Yes, I think your 18-55 will do the job, if you use strobed light. Without strobed light a different lens in that focal range, will work. You could pre-focus manually for the 'getting pinned and receiving their diplomas' shots and would not need an AF-S lens. In that case Nikon's AF 50 mm f/1.8G ($130, new), which will not auto focus on your D3100, may be your best solution. (Note: That lens will send distance info to your D3100 so it will still light the in-focus indicator in the D3100 viewfinder. You just need to turn the focus ring on the lens instead of a motor doing it for you.)
Your D3100 doesn't do quite as well in low light as a D90, as bigtwinky mentioned.

Plus using strobed lighting effectively is much more involved than just putting a speedlight (strobe, or flash unit) on the hot shoe and snapping away. If you are not already familiar with how to used stobed light I would not recommend you use it.

Hopefully, you will have advance access to the graduation venue so you can make some test shots before the event.

Were you to opt to go with strobed lighting, I would strongly recommend you use a flash baracket to get the strobe even further above the lens axis than the camera hot shoe.

I've always used 2 shooters for a graduation. One to shoot the getting pinned and receiving their diplomas, and the second shooting individual 3/4 portraits just off stage.


----------



## TJ Donegan (Feb 25, 2011)

Keith is definitely right there: keep it simple if you can, work with what you know how to do. You don't want to cope with shooting in an unfamiliar environment while also applying techniques you're not familiar with. I'd say the kit lens is going to struggle a bit there as you're likely going to only have access to apertures of 5.6 and smaller unless you're doing the pinning! How are these photos going to be used? Are they going on the web, small prints or will they be larger than 8.5x11''?

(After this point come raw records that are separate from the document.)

//! Interactive terminal session.
//!
//! Stdin is read on a dedicated thread and translated into `UiEvent`s; the
//! session loop runs on the main task and the screen prints whatever changed
//! after each wake-up. The reader sees the latest result and watched ids
//! through a `watch` channel so `:open 2` can name a row by number.

use super::AppContext;
use crate::output::Output;
use color_eyre::Result;
use popcorn_core::{
    DetailState, JsonFileStore, Key, Notice, SearchViewState, SelectionState, Session, UiEvent, APP_TITLE,
};
use popcorn_models::{WatchedEntry, WatchedSummary};
use popcorn_sources::OmdbClient;
use std::io::BufRead;
use std::sync::Arc;
use tokio::sync::{mpsc, watch};

type BrowseSession = Session<OmdbClient, JsonFileStore>;

const HELP: &str = "\
Type a title to search (results appear after a short pause).
  :open <n|id>   show details for result n or an IMDb id
  :rate <1-10>   rate the open movie
  :add           add the open movie to your watched list
  :close         close the details (:esc does the same via Escape)
  :enter         press Enter outside the search box
  :rm <n|id>     remove watched entry n or an IMDb id
  :watched       show the watched list
  :help          show this help
  :quit          leave";

/// What the input thread needs to resolve row numbers.
#[derive(Debug, Clone, Default, PartialEq)]
struct Snapshot {
    results: Vec<String>,
    watched: Vec<WatchedEntry>,
}

impl Snapshot {
    fn of(session: &BrowseSession) -> Self {
        Self {
            results: session.search().results().iter().map(|m| m.id.clone()).collect(),
            watched: session.watched().entries().to_vec(),
        }
    }
}

#[derive(Debug, PartialEq)]
enum Line {
    Events(Vec<UiEvent>),
    ShowWatched,
    Help,
    Quit,
    Invalid(String),
}

pub async fn run_browse(output: &Output) -> Result<()> {
    let ctx = AppContext::load()?;
    let client = Arc::new(ctx.client()?);
    let mut session = Session::new(client, ctx.watched_store(), ctx.config.debounce_window());
    tracing::info!("Browse session started");

    output.info(format!("🍿 {} (type to search, :help for commands)", APP_TITLE));
    output.summary(&session.summary());

    let (events_tx, events_rx) = mpsc::channel(32);
    let (view_tx, view_rx) = watch::channel(Snapshot::of(&session));
    let reader_output = output.clone();
    std::thread::spawn(move || read_lines(events_tx, view_rx, reader_output));

    let mut screen = Screen::new(output.clone(), &session, view_tx);
    session
        .run(events_rx, |session, notices| screen.render(session, notices))
        .await;

    tracing::info!("Browse session ended");
    output.summary(&session.summary());
    Ok(())
}

/// Blocking line reader. Dropping `tx` on exit ends the session loop.
fn read_lines(tx: mpsc::Sender<UiEvent>, view: watch::Receiver<Snapshot>, output: Output) {
    let stdin = std::io::stdin();
    for line in stdin.lock().lines() {
        let line = match line {
            Ok(line) => line,
            Err(e) => {
                tracing::warn!("Failed to read input: {}", e);
                break;
            }
        };

        let parsed = parse_line(&line, &view.borrow());
        match parsed {
            Line::Events(events) => {
                for event in events {
                    if tx.blocking_send(event).is_err() {
                        return;
                    }
                }
            }
            Line::ShowWatched => {
                let watched = view.borrow().watched.clone();
                output.watched(&watched, &WatchedSummary::from_entries(&watched));
            }
            Line::Help => output.info(HELP),
            Line::Invalid(message) => output.warn(message),
            Line::Quit => break,
        }
    }
}

fn parse_line(line: &str, view: &Snapshot) -> Line {
    let Some(command) = line.strip_prefix(':') else {
        // Typing into the search box focuses it
        return Line::Events(vec![UiEvent::Focus(true), UiEvent::Query(line.to_string())]);
    };

    let (name, arg) = match command.trim().split_once(char::is_whitespace) {
        Some((name, arg)) => (name, arg.trim()),
        None => (command.trim(), ""),
    };

    match name {
        "open" | "o" => {
            let ids: Vec<&str> = view.results.iter().map(String::as_str).collect();
            match resolve(arg, &ids) {
                // Clicking a movie takes focus away from the search box
                Some(id) => Line::Events(vec![UiEvent::Focus(false), UiEvent::Select(id)]),
                None => Line::Invalid(format!("No result {:?}; use a row number or an IMDb id", arg)),
            }
        }
        "rate" | "r" => match arg.parse::<u8>() {
            Ok(value) => Line::Events(vec![UiEvent::Rate(value)]),
            Err(_) => Line::Invalid(format!("Rating must be a number from 1 to 10, got {:?}", arg)),
        },
        "add" | "a" => Line::Events(vec![UiEvent::Commit]),
        "close" | "c" => Line::Events(vec![UiEvent::Close]),
        "esc" => Line::Events(vec![UiEvent::Key(Key::Escape)]),
        "enter" => Line::Events(vec![UiEvent::Key(Key::Enter)]),
        "rm" => {
            let ids: Vec<&str> = view.watched.iter().map(|e| e.id.as_str()).collect();
            match resolve(arg, &ids) {
                Some(id) => Line::Events(vec![UiEvent::Remove(id)]),
                None => Line::Invalid(format!("No watched entry {:?}; use a row number or an IMDb id", arg)),
            }
        }
        "watched" | "w" => Line::ShowWatched,
        "help" | "h" | "?" => Line::Help,
        "quit" | "q" => Line::Quit,
        other => Line::Invalid(format!("Unknown command :{} (try :help)", other)),
    }
}

/// A 1-based row number into `ids`, or any other text taken as an id.
fn resolve(arg: &str, ids: &[&str]) -> Option<String> {
    if arg.is_empty() {
        return None;
    }
    match arg.parse::<usize>() {
        Ok(n) if n >= 1 => ids.get(n - 1).map(|id| id.to_string()),
        Ok(_) => None,
        Err(_) => Some(arg.to_string()),
    }
}

/// Prints the parts of the session that changed since the last render.
struct Screen {
    output: Output,
    search: SearchViewState,
    selection: SelectionState,
    watched_len: usize,
    title: String,
    view: watch::Sender<Snapshot>,
}

impl Screen {
    fn new(output: Output, session: &BrowseSession, view: watch::Sender<Snapshot>) -> Self {
        Self {
            output,
            search: session.search().state().clone(),
            selection: session.selection().state().clone(),
            watched_len: session.watched().len(),
            title: session.title(),
            view,
        }
    }

    fn render(&mut self, session: &BrowseSession, notices: Vec<Notice>) {
        if session.search().state() != &self.search {
            self.render_search(session.search().state());
            self.search = session.search().state().clone();
        }

        if session.selection().state() != &self.selection {
            self.render_selection(session);
            self.selection = session.selection().state().clone();
        }

        for notice in notices {
            match notice {
                Notice::StorageWarning(message) | Notice::Rejected(message) => self.output.warn(message),
                Notice::Added(entry) => self.output.success(format!(
                    "Added {} to your watched list, rated {}",
                    entry.title, entry.user_rating
                )),
            }
        }

        if session.watched().len() != self.watched_len {
            self.watched_len = session.watched().len();
            self.output.summary(&session.summary());
        }

        let title = session.title();
        if title != self.title {
            tracing::debug!(title = %title, "Title changed");
            self.title = title;
        }

        self.view.send_replace(Snapshot::of(session));
    }

    fn render_search(&self, state: &SearchViewState) {
        match state {
            SearchViewState::Idle => {}
            SearchViewState::Loading => self.output.info("Loading..."),
            SearchViewState::Ready(results) => self.output.results(results),
            SearchViewState::Failed(failure) => self.output.error(failure.message()),
        }
    }

    fn render_selection(&self, session: &BrowseSession) {
        let SelectionState::Open(open) = session.selection().state() else {
            return;
        };
        let previous = match &self.selection {
            SelectionState::Open(prev) if prev.id == open.id => Some(prev),
            _ => None,
        };

        if previous.map(|p| &p.detail) != Some(&open.detail) {
            match &open.detail {
                DetailState::Loading => self.output.info("Loading details..."),
                DetailState::Loaded(detail) => {
                    let rating = session.watched_rating();
                    self.output.detail(detail, rating);
                    if rating.is_none() {
                        self.output.info("Rate it with :rate <1-10>, then :add");
                    }
                }
                DetailState::Failed(failure) => self.output.error(failure.to_string()),
            }
        } else if let Some(rating) = open.pending_rating {
            if previous.and_then(|p| p.pending_rating) != Some(rating) {
                self.output.info(format!("Your rating: {} ⭐️ (:add to add to your list)", rating));
            }
        }
    }
}
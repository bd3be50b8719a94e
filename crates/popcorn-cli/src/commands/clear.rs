use super::AppContext;
use crate::output::Output;
use color_eyre::Result;

pub fn run_clear(all: bool, watched: bool, credentials: bool, output: &Output) -> Result<()> {
    let mut ctx = AppContext::load()?;

    if all {
        clear_watched(&ctx, output)?;
        clear_credentials(&mut ctx, output)?;
        output.success("Watched list and credentials cleared");
        return Ok(());
    }

    let mut cleared_anything = false;

    if watched {
        clear_watched(&ctx, output)?;
        cleared_anything = true;
    }

    if credentials {
        clear_credentials(&mut ctx, output)?;
        cleared_anything = true;
    }

    if !cleared_anything {
        output.warn("No clear option specified. Use --watched, --credentials, or --all");
        output.info("\nExample: popcorn clear --watched");
    }

    Ok(())
}

fn clear_watched(ctx: &AppContext, output: &Output) -> Result<()> {
    let storage = ctx.storage();
    let key = &ctx.config.storage.watched_key;
    let path = storage.path_for(key);

    let removed = storage
        .remove(key)
        .map_err(|e| color_eyre::eyre::eyre!("Failed to remove watched list at {}: {}", path.display(), e))?;
    if removed {
        output.success(format!("Cleared watched list: {}", path.display()));
    } else {
        output.info("No watched list found to clear");
    }
    Ok(())
}

fn clear_credentials(ctx: &mut AppContext, output: &Output) -> Result<()> {
    let credentials_file = ctx.paths.credentials_file();
    let removed = ctx.credentials.clear().map_err(|e| {
        color_eyre::eyre::eyre!(
            "Failed to remove credentials file at {}: {}",
            credentials_file.display(),
            e
        )
    })?;
    if removed {
        output.success(format!("Cleared credentials: {}", credentials_file.display()));
    } else {
        output.info("No credentials file found to clear");
    }

    Ok(())
}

I'd say opt for something like the Nikkor AF-S 85mm ED f/3.5 VR lens. You can grab that for under $500 and it's a great lens to have in your kit for all kinds of shooting and it will autofocus just fine on any of the Nikon models that lack a focusing motor (D3100/3000/5000/40/40x/etc.)


----------



## crimbfighter (Feb 26, 2011)

Something else to keep in mind, is the type of lighting. I discovered the high pressure sodium lights used in my local arena cause really weird coloration. As I understand it, this is because the high pressure sodium lights don't emit the full spectrum of light, or something like that. As a result, I often needed a light source bright enough to completely over power the arena lights. When I work the college graduations at the same place, I noticed the photogs hired for the event were setting up large, powerful strobes for the 3/4 portraits, just like KmH mentioned above. When asked why, they said a) it provides better light (obvious) and b) they wanted to make sure they completely over power the stadium lights. Of course, if you're shooting outside it's a mute point. Just something else to keep in mind when you scope out the venue, you may have to over power the native lighting.


----------



## JimO (Feb 26, 2011)

Your lens will also depend on where they will allow you to be positioned. If you are on-stage the 18-55 will work as well as the 85mm suggested. If they have you off stage or set at a distance you may have to look at longer zoom to frame the shot. If this is the first time you are shooting at this location, preparation is key to success. Getting onsite and taking test shots in advance will ensure you capture the images and exposure properly.


----------



## MichaelsImage (Feb 26, 2011)

Your kit lens will do the job if you have adequate light, and that's really all there is to it.    I'm assuming your widest aperture is f/3.5 and that's probably not fixed so unless you keep your lens set at 18mm, you'll be working with an aperture between f/4.5 and f/5.6(or higher) which will greatly reduce your shutter speed when shooting indoors.  Keep in mind that, ideally, you don't want to hand-hold while shooting with a shutter speed below 1/60(or even 1/80 depending on your experience level). 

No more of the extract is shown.